- Written by: Don MacLeod Helen Frost
- Directed by: Jeffrey Reiner
- Starring: Shannen Doherty Julian McMahon Max Martini
- Countries of origin: Canada United States
- Original language: English

Production
- Producers: Eric Norlen Jean Desormeaux
- Cinematography: Gavin Smith
- Running time: 98 minutes

Original release
- Release: December 4, 2001

= Another Day (2001 film) =

2001 film by Jeffrey Reiner

Another Day is a 2001 American-Canadian romantic drama film directed by Jeffrey Reiner and starring Shannen Doherty, Julian McMahon, and Max Martini. It was written by Don MacLeod and Helen Frost. It was produced by Eric Norlen and Jean Desormeaux, and released as a television film.

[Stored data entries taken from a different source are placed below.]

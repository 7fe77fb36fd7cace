mod server;

pub use server::{routes, spawn_health_server};
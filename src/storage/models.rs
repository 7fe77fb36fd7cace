use chrono::{DateTime, Utc};

#[derive(Debug, Clone, PartialEq, Eq)]
pub struct Subscription {
    pub user_id: i64,
    pub channel_name: String,
}

impl Subscription {
    pub fn new(user_id: i64, channel_name: impl Into<String>) -> Self {
        Self {
            user_id,
            channel_name: channel_name.into(),
        }
    }
}

#[derive(Debug, Clone, PartialEq, Eq)]
pub struct User {
    pub user_id: i64,
    pub display_name: String,
    pub first_seen: DateTime<Utc>,
    pub last_seen: DateTime<Utc>,
}

/// A stream session that has already been announced.
#[derive(Debug, Clone, PartialEq, Eq)]
pub struct NotifiedRecord {
    pub session_id: String,
    pub channel_name: String,
    pub notified_at: DateTime<Utc>,
}
mod add;
mod help;
mod list;
mod remove;
mod start;

pub use add::AddCommand;
pub use help::HelpCommand;
pub use list::ListCommand;
pub use remove::RemoveCommand;
pub use start::StartCommand;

It received 53% on Rotten Tomatoes.

==Plot==
Kate has been working a job she doesn't like and saving up to go to medical school. She discovers she's pregnant. Her boyfriend is of good conduct, but she and her boyfriend Paul disagree with her decision not to settle down. She drives all day to David's place, her best friend since childhood. She learns the next day that Paul has died in a factory fire. She reaches the factory. It appears as though Paul ought not have been at the factory and that his death appears to be suicide. Years later Kate has moved on with her life and her new boyfriend is David. She has chosen to raise the child who has grown to be a four-year-old whom she has named Meghan after her mother. David talks about conversations he's had with her that Kate doesn't remember. Kate gets admission to an accounting school. David asks her why she's settled for accounting when she wanted to go to medical school. They have a minor argument in which she accuses David of not doing much with his life either. Meghan plays too close to the river and is swept away by the river current. David jumps into the gushing current to save her. Kate follows and jumps in too. Kate gets separated.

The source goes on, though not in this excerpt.